For the material below, return exactly the lines starting at the line containing "pub fn with_start_azimuth(mut" and ending at the line containing "if !value.is_finite() ||", both ends included, and no others.
------------------------------------
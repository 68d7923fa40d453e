/// Ring selection - resolves the active orbit ring for a reference height.
///
/// The three rings are breakpoints in descending height order. Above the top
/// ring and below the bottom ring the outer ring is returned unchanged; in
/// between, the radius is eased between the two neighbouring rings and the
/// resolved ring keeps the query height itself.

use crate::math::{inverse_lerp, lerp};
use super::ring_profile::RingProfile;

/// Which piece of the piecewise profile a height falls in
#[derive(Debug, Clone, Copy, PartialEq, Eq)]
pub enum RingRegime {
    /// `h >= top.height` - clamped to the top ring
    AboveTop,
    /// `middle.height <= h < top.height` - blend middle → top
    UpperBlend,
    /// `bottom.height <= h < middle.height` - blend bottom → middle
    LowerBlend,
    /// `h < bottom.height` - clamped to the bottom ring
    BelowBottom,
}

/// Classify `reference_height` against the three breakpoints.
///
/// Checks run top-down, so a mis-ordered set still lands somewhere
/// deterministic (the first breakpoint the height clears wins).
pub fn ring_regime(
    reference_height: f32,
    top: &RingProfile,
    middle: &RingProfile,
    bottom: &RingProfile,
) -> RingRegime {
    if reference_height >= top.height {
        RingRegime::AboveTop
    } else if reference_height >= middle.height {
        RingRegime::UpperBlend
    } else if reference_height >= bottom.height {
        RingRegime::LowerBlend
    } else {
        RingRegime::BelowBottom
    }
}

/// Resolve the ring for `reference_height`.
pub fn select_ring(
    reference_height: f32,
    top: &RingProfile,
    middle: &RingProfile,
    bottom: &RingProfile,
) -> RingProfile {
    match ring_regime(reference_height, top, middle, bottom) {
        RingRegime::AboveTop => RingProfile::new(top.radius, top.height, top.color),
        RingRegime::UpperBlend => blend(middle, top, reference_height),
        RingRegime::LowerBlend => blend(bottom, middle, reference_height),
        RingRegime::BelowBottom => RingProfile::new(bottom.radius, bottom.height, bottom.color),
    }
}

/// Eased radius between `lower` (smaller height) and `upper` (larger height).
///
/// A ring that shrinks with height uses `t²`, one that grows uses `sqrt(t)`,
/// so the radius always lingers near the smaller ring.
pub fn ease_lerp_radius(lower: &RingProfile, upper: &RingProfile, height: f32) -> f32 {
    lerp(lower.radius, upper.radius, eased_t(lower, upper, height))
}

fn eased_t(lower: &RingProfile, upper: &RingProfile, height: f32) -> f32 {
    let t = inverse_lerp(lower.height, upper.height, height);
    if lower.radius > upper.radius {
        t * t
    } else {
        t.sqrt()
    }
}

fn blend(lower: &RingProfile, upper: &RingProfile, height: f32) -> RingProfile {
    let t = eased_t(lower, upper, height);
    RingProfile::new(
        lerp(lower.radius, upper.radius, t),
        height,
        lower.color.lerp(upper.color, t),
    )
}

#[cfg(test)]
#[path = "ring_selector_tests.rs"]
mod tests;
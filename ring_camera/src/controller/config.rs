/// CameraConfig - static per-camera settings, validated once at construction.

use crate::error::Result;
use crate::input::{AxisConfig, DEFAULT_HORIZONTAL_TURN_RATE};
use crate::occlusion::ClippingConfig;
use crate::pose::{NormalSource, TiltConfig, ZoomConfig};
use crate::ring::RingSet;
use crate::rig_bail;

/// Largest tilt magnitude accepted, in degrees
const MAX_TILT_DEGREES: f32 = 180.0;

/// Fields that only matter while another (boolean) field is set.
///
/// `(field, controlling flag)`; editors can grey out or hide the field.
const CONDITIONAL_FIELDS: &[(&str, &str)] = &[
    ("clipping.offset", "clipping.enabled"),
    ("zoom.start_speed", "zoom.enabled"),
    ("zoom.cap_speed", "zoom.enabled"),
    ("zoom.start_distance_ratio", "zoom.enabled"),
    ("zoom.cap_distance_ratio", "zoom.enabled"),
];

/// All settings of one orbit camera.
///
/// # Example
///
/// ```
/// use ring_camera::ringcam::controller::CameraConfig;
/// use ring_camera::ringcam::pose::{NormalSource, ZoomConfig};
///
/// let config = CameraConfig::default()
///     .with_clipping(true, 0.2)
///     .with_normal_source(NormalSource::World)
///     .with_zoom(ZoomConfig::disabled());
/// assert!(config.validate().is_ok());
/// ```
#[derive(Debug, Clone, PartialEq)]
pub struct CameraConfig {
    pub rings: RingSet,
    pub clipping: ClippingConfig,
    pub tilt: TiltConfig,
    pub normal_source: NormalSource,
    pub horizontal_axis: AxisConfig,
    pub vertical_axis: AxisConfig,
    /// Degrees per tick for a full-scale horizontal input
    pub horizontal_turn_rate: f32,
    pub zoom: ZoomConfig,
    /// Azimuth the camera starts at, in degrees
    pub start_azimuth: f32,
    /// Host hint: lock the cursor while this camera is active
    pub capture_cursor: bool,
    /// Emit ring gizmos for debug overlays
    pub show_gizmos: bool,
}

impl Default for CameraConfig {
    fn default() -> Self {
        Self {
            rings: RingSet::default(),
            clipping: ClippingConfig::default(),
            tilt: TiltConfig::default(),
            normal_source: NormalSource::default(),
            horizontal_axis: AxisConfig::default_horizontal(),
            vertical_axis: AxisConfig::default_vertical(),
            horizontal_turn_rate: DEFAULT_HORIZONTAL_TURN_RATE,
            zoom: ZoomConfig::default(),
            start_azimuth: 0.0,
            capture_cursor: false,
            show_gizmos: true,
        }
    }
}

impl CameraConfig {
    pub fn with_rings(mut self, rings: RingSet) -> Self {
        self.rings = rings;
        self
    }

    pub fn with_clipping(mut self, enabled: bool, offset: f32) -> Self {
        self.clipping = ClippingConfig { enabled, offset };
        self
    }

    pub fn with_tilt(mut self, horizontal: f32, vertical: f32) -> Self {
        self.tilt = TiltConfig::new(horizontal, vertical);
        self
    }

    pub fn with_normal_source(mut self, normal_source: NormalSource) -> Self {
        self.normal_source = normal_source;
        self
    }

    pub fn with_axes(mut self, vertical: AxisConfig, horizontal: AxisConfig) -> Self {
        self.vertical_axis = vertical;
        self.horizontal_axis = horizontal;
        self
    }

    pub fn with_zoom(mut self, zoom: ZoomConfig) -> Self {
        self.zoom = zoom;
        self
    }

    pub fn with_start_azimuth(mut self, degrees: f32) -> Self {
        self.start_azimuth = degrees;
        self
    }

    /// Reject anything the solver could turn into NaN or nonsense.
    pub fn validate(&self) -> Result<()> {
        self.rings.validate()?;

        if !self.clipping.offset.is_finite() || self.clipping.offset < 0.0 {
            rig_bail!("ringcam::Config", InvalidConfig,
                "clipping offset must be finite and >= 0 (got {})", self.clipping.offset);
        }

        for (name, value) in [("horizontal", self.tilt.horizontal), ("vertical", self.tilt.vertical)] {
            if !value.is_finite() || value.abs() > MAX_TILT_DEGREES {
                rig_bail!("ringcam::Config", InvalidConfig,
                    "{} tilt must be within [-180, 180] degrees (got {})", name, value);
            }
        }

        for (name, axis) in [("horizontal", &self.horizontal_axis), ("vertical", &self.vertical_axis)] {
            if axis.source.trim().is_empty() {
                rig_bail!("ringcam::Config", InvalidConfig, "{} axis has no input source name", name);
            }
            if !axis.sensitivity.is_finite() {
                rig_bail!("ringcam::Config", InvalidConfig,
                    "{} axis sensitivity must be finite (got {})", name, axis.sensitivity);
            }
        }

        if !self.horizontal_turn_rate.is_finite() {
            rig_bail!("ringcam::Config", InvalidConfig,
                "horizontal turn rate must be finite (got {})", self.horizontal_turn_rate);
        }
        if !self.start_azimuth.is_finite() {
            rig_bail!("ringcam::Config", InvalidConfig,
                "start azimuth must be finite (got {})", self.start_azimuth);
        }

        self.validate_zoom()
    }

    fn validate_zoom(&self) -> Result<()> {
        let zoom = &self.zoom;
        let values = [zoom.start_speed, zoom.cap_speed, zoom.start_distance_ratio, zoom.cap_distance_ratio];
        if values.iter().any(|v| !v.is_finite()) {
            rig_bail!("ringcam::Config", InvalidConfig, "zoom parameters must be finite ({:?})", values);
        }
        if zoom.cap_speed < zoom.start_speed {
            rig_bail!("ringcam::Config", InvalidConfig,
                "zoom cap speed {} is below start speed {}", zoom.cap_speed, zoom.start_speed);
        }
        // A ratio of -1 or less would put the camera on or through the subject
        if zoom.start_distance_ratio <= -1.0 || zoom.cap_distance_ratio <= -1.0 {
            rig_bail!("ringcam::Config", InvalidConfig,
                "zoom distance ratios must be > -1 (got {} / {})",
                zoom.start_distance_ratio, zoom.cap_distance_ratio);
        }
        Ok(())
    }

    /// Whether a field is meaningful under the current settings.
    ///
    /// Names use dotted paths (`"clipping.offset"`). Unknown or
    /// unconditional fields are always visible.
    pub fn is_field_visible(&self, field: &str) -> bool {
        CONDITIONAL_FIELDS
            .iter()
            .find(|(name, _)| *name == field)
            .map(|(_, flag)| self.flag(flag))
            .unwrap_or(true)
    }

    fn flag(&self, name: &str) -> bool {
        match name {
            "clipping.enabled" => self.clipping.enabled,
            "zoom.enabled" => self.zoom.enabled,
            _ => true,
        }
    }
}

#[cfg(test)]
#[path = "config_tests.rs"]
mod tests;
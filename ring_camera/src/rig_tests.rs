//! Unit tests for the Rig logging hub
//!
//! IMPORTANT: the logger is a process-wide OnceLock shared across all tests.
//! Every test that swaps it is marked #[serial].

use crate::ringcam::{Rig, Error};
use crate::ringcam::log::{Logger, LogEntry, LogSeverity};
use std::sync::{Arc, Mutex};
use serial_test::serial;

// ============================================================================
// TEST HELPERS
// ============================================================================

struct CaptureLogger {
    entries: Arc<Mutex<Vec<LogEntry>>>,
}

fn install_capture() -> Arc<Mutex<Vec<LogEntry>>> {
    let entries = Arc::new(Mutex::new(Vec::new()));
    Rig::set_logger(CaptureLogger { entries: entries.clone() });
    entries
}

/// Entries emitted by these tests only; other unit tests may log concurrently
fn own_entries(entries: &Arc<Mutex<Vec<LogEntry>>>) -> Vec<LogEntry> {
    entries
        .lock()
        .unwrap()
        .iter()
        .filter(|e| e.source == "ringcam::Test")
        .cloned()
        .collect()
}

impl Logger for CaptureLogger {
    fn log(&self, entry: &LogEntry) {
        self.entries.lock().unwrap().push(entry.clone());
    }
}

// ============================================================================
// LOGGER SWAP
// ============================================================================

#[test]
#[serial]
fn test_set_logger_captures_entries() {
    let entries = install_capture();

    Rig::log(LogSeverity::Info, "ringcam::Test", "hello".to_string());
    Rig::log_detailed(LogSeverity::Error, "ringcam::Test", "boom".to_string(), "x.rs", 3);

    {
        let captured = own_entries(&entries);
        assert_eq!(captured.len(), 2);
        assert_eq!(captured[0].message, "hello");
        assert!(captured[0].file.is_none());
        assert_eq!(captured[1].severity, LogSeverity::Error);
        assert_eq!(captured[1].file, Some("x.rs"));
        assert_eq!(captured[1].line, Some(3));
    }

    Rig::reset_logger();
}

#[test]
#[serial]
fn test_reset_logger_stops_capture() {
    let entries = install_capture();
    Rig::reset_logger();

    Rig::log(LogSeverity::Debug, "ringcam::Test", "to console".to_string());

    assert!(own_entries(&entries).is_empty());
}

// ============================================================================
// MACROS
// ============================================================================

#[test]
#[serial]
fn test_level_macros_route_through_rig() {
    let entries = install_capture();

    crate::rig_trace!("ringcam::Test", "t{}", 1);
    crate::rig_debug!("ringcam::Test", "d{}", 2);
    crate::rig_info!("ringcam::Test", "i{}", 3);
    crate::rig_warn!("ringcam::Test", "w{}", 4);
    crate::rig_error!("ringcam::Test", "e{}", 5);

    {
        let captured = own_entries(&entries);
        let severities: Vec<LogSeverity> = captured.iter().map(|e| e.severity).collect();
        assert_eq!(
            severities,
            vec![
                LogSeverity::Trace,
                LogSeverity::Debug,
                LogSeverity::Info,
                LogSeverity::Warn,
                LogSeverity::Error,
            ]
        );
        assert_eq!(captured[4].message, "e5");
        assert!(captured[4].file.is_some());
    }

    Rig::reset_logger();
}

#[test]
#[serial]
fn test_rig_err_logs_and_builds_variant() {
    let entries = install_capture();

    let err = crate::rig_err!("ringcam::Test", DegenerateRing, "radius {}", -1);
    match err {
        Error::DegenerateRing(msg) => assert_eq!(msg, "radius -1"),
        other => panic!("unexpected variant: {:?}", other),
    }

    {
        let captured = own_entries(&entries);
        assert_eq!(captured.len(), 1);
        assert_eq!(captured[0].severity, LogSeverity::Error);
        assert_eq!(captured[0].message, "radius -1");
    }

    Rig::reset_logger();
}

#[test]
#[serial]
fn test_rig_bail_returns_early() {
    let _entries = install_capture();

    fn check(value: f32) -> crate::ringcam::Result<f32> {
        if value < 0.0 {
            crate::rig_bail!("ringcam::Test", InvalidConfig, "negative value {}", value);
        }
        Ok(value)
    }

    assert!(check(1.0).is_ok());
    assert!(matches!(check(-2.0), Err(Error::InvalidConfig(_))));

    Rig::reset_logger();
}
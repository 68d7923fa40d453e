/// CameraState - mutable per-camera values carried from one tick to the next.
///
/// Owned exclusively by one controller. The input integrator writes azimuth
/// and reference height; the pose solver writes everything else.

use glam::Quat;
use crate::math::wrap_degrees;
use crate::ring::{RingProfile, RingRegime};

#[derive(Debug, Clone, Copy, PartialEq)]
pub struct CameraState {
    /// Orbit angle around the subject's up axis, in [0, 360)
    pub azimuth_degrees: f32,
    /// Height the camera orbits at, snapped to the active ring each tick
    pub reference_height: f32,
    /// Ring distance after zoom-on-motion
    pub reference_distance: f32,
    /// Height after occlusion correction
    pub clipping_height: f32,
    /// Distance after occlusion correction
    pub clipping_distance: f32,
    /// Last resolved ring (diagnostics / overlay only)
    pub active_ring: Option<RingProfile>,
    /// Piece of the ring profile the last tick resolved in
    pub regime: Option<RingRegime>,
    /// Last orientation, reused when the look direction degenerates
    pub orientation: Quat,
}

impl CameraState {
    pub fn new(reference_height: f32, azimuth_degrees: f32) -> Self {
        Self {
            azimuth_degrees: wrap_degrees(azimuth_degrees),
            reference_height,
            reference_distance: 0.0,
            clipping_height: reference_height,
            clipping_distance: 0.0,
            active_ring: None,
            regime: None,
            orientation: Quat::IDENTITY,
        }
    }
}
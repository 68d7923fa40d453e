//! Pose - subject snapshot, orbit offsets, zoom-on-motion and the solver
//! that turns a ring into a camera position and orientation.

mod subject;
mod orbit_offset;
mod zoom;
mod camera_pose;
mod pose_solver;

pub use subject::{SubjectFrame, NormalSource, NormalBasis};
pub use orbit_offset::OrbitOffset;
pub use zoom::ZoomConfig;
pub use camera_pose::{CameraPose, look_rotation};
pub use pose_solver::{PoseSolver, TiltConfig};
------------------------------------
ANSWER SECTION:
    pub fn with_start_azimuth(mut self, degrees: f32) -> Self {
        self.start_azimuth = degrees;
        self
    }

    /// Reject anything the solver could turn into NaN or nonsense.
    pub fn validate(&self) -> Result<()> {
        self.rings.validate()?;

        if !self.clipping.offset.is_finite() || self.clipping.offset < 0.0 {
            rig_bail!("ringcam::Config", InvalidConfig,
                "clipping offset must be finite and >= 0 (got {})", self.clipping.offset);
        }

        for (name, value) in [("horizontal", self.tilt.horizontal), ("vertical", self.tilt.vertical)] {
            if !value.is_finite() || value.abs() > MAX_TILT_DEGREES {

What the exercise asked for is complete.